Records contained in a dataset ->
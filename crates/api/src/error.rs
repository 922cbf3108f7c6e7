//! HTTP error mapping.

use axum::http::StatusCode;
use axum::response::{IntoResponse, Response};
use axum::Json;
use serde_json::json;
use tracing::error;

use meetsync_domain::SyncError;

/// Wrapper turning a [`SyncError`] into an HTTP response.
///
/// Most pipeline failures never reach this: the orchestrators degrade to
/// data. What does reach it is authentication state and request validation.
pub struct ApiError(pub SyncError);

impl From<SyncError> for ApiError {
    fn from(err: SyncError) -> Self {
        Self(err)
    }
}

impl IntoResponse for ApiError {
    fn into_response(self) -> Response {
        let status = match &self.0 {
            SyncError::Unauthenticated(_) => StatusCode::UNAUTHORIZED,
            SyncError::InvalidInput(_) => StatusCode::BAD_REQUEST,
            SyncError::NotFound(_) => StatusCode::NOT_FOUND,
            SyncError::Auth(_) => StatusCode::FORBIDDEN,
            SyncError::Database(_)
            | SyncError::Config(_)
            | SyncError::Network(_)
            | SyncError::Internal(_) => StatusCode::INTERNAL_SERVER_ERROR,
        };
        if status.is_server_error() {
            error!(error = %self.0, "request failed");
        }
        (status, Json(json!({ "error": self.0.to_string() }))).into_response()
    }
}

EXERCISE OBJECTIVE -> For each line above that contains the word "reach", copy that line.

SOLVED EXERCISE ->
/// Most pipeline failures never reach this: the orchestrators degrade to
/// data. What does reach it is authentication state and request validation.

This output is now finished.